Неудавшийся профессор
Гоголь читал историю Средних веков студентам второго курса филологического отделения. Странная, но интересная лекция, описанная Иваницким, — на самом деле пример удачного выступления, каких, судя по воспоминаниям слушателей, было немного. Молодой лектор продолжал чувствовать себя не слишком уверенно и быстро потерял запал.
В письме историку Михаилу Погодину в декабре 1934 года Гоголь жаловался, что его не понимает ни одно «студенческое существо». «Это народ бесцветный, как Петербург», — писал он.
На кафедре Гоголь вёл себя весьма странно, даже асоциально: не интересовался студентами и читал лекции чуть ли не шёпотом, постоянно опаздывал и мог прийти неподготовленным, часто являлся с подвязанной челюстью, демонстрируя, что у него болят зубы. Он обмотался таким платком и во время экзамена, причём насмешники полагали, что профессор просто боится открыть рот и «обнаружить в чём-нибудь своё незнание».

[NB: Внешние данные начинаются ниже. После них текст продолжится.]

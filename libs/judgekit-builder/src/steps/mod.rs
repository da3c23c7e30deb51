/// Build Step Catalog
///
/// Every step a tester mapping can name, looked up by its stable id.
/// Language front ends differ only in their compile and scaffolding
/// steps; execution, checking and result assembly are shared.

pub mod artifacts;
pub mod check;
pub mod commands;
pub mod compile;
pub mod diagnostics;
pub mod execute;
pub mod extlib;
pub mod result;
pub mod scaffold;

pub use artifacts::{
    CommandInput, CommandResult, Executable, ExternalLibrary, ProgramSource, SecretCodes, Workspace,
};

use crate::step::BuildStep;
use std::sync::Arc;

/// Ids of all known steps.
pub const STEP_IDS: [&str; 11] = [
    "resolve_external_library",
    "add_function_scaffolding",
    "compile_native",
    "compile_java",
    "check_script_syntax",
    "translate_diagnostics",
    "create_test_commands",
    "execute_commands",
    "check_output",
    "check_function_results",
    "assemble_result",
];

pub fn step_by_id(id: &str) -> Option<Arc<dyn BuildStep>> {
    let step: Arc<dyn BuildStep> = match id {
        "resolve_external_library" => Arc::new(extlib::ResolveExternalLibrary),
        "add_function_scaffolding" => Arc::new(scaffold::AddFunctionScaffolding),
        "compile_native" => Arc::new(compile::CompileNative),
        "compile_java" => Arc::new(compile::CompileJava),
        "check_script_syntax" => Arc::new(compile::CheckScriptSyntax),
        "translate_diagnostics" => Arc::new(diagnostics::TranslateDiagnostics),
        "create_test_commands" => Arc::new(commands::CreateTestCommands),
        "execute_commands" => Arc::new(execute::ExecuteCommands),
        "check_output" => Arc::new(check::CheckOutput),
        "check_function_results" => Arc::new(check::CheckFunctionResults),
        "assemble_result" => Arc::new(result::AssembleResult),
        _ => return None,
    };
    Some(step)
}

«Гоголь так дурно читает лекции в университете, что сделался посмешищем для студентов, — писал историк литературы и профессор Петербургского университета А. В. Никитенко, — начальство боится, чтоб они не выкинули над ним какой-нибудь шалости, обыкновенной в таких случаях, но неприятной по последствиям. Надобно было приступить к решительной мере. Попечитель призвал его к себе и очень ласково объявил ему о неприятной молве, распространившейся о его лекциях. На минуту гордость его уступила место горькому сознанию своей неопытности и бессилия».
Адъюнкт-ревизор
Чуть более чем через год после начала службы, в конце 1835 года, Гоголь оставил кафедру. Разумеется, он оставил и мысли о Киевском университете, но тем не менее отправился в путешествие на юг. А вот там его бывшее профессорское звание неожиданно сыграло ему на руку. Писатель в те дни уже работал над «Ревизором», причём изучал поведение местных служащих, прося своего попутчика выезжать вперёд и распространять слух о некоем инкогнито, который едет с ревизией. Сохранилось свидетельство, что звание адъюнкт-профессора производило огромное впечатление на смотрителей. Они совершенно не понимали, что это значит, но ассоциировали чуть ли не с императорским адъютантом и стремились произвести на Гоголя хорошее впечатление.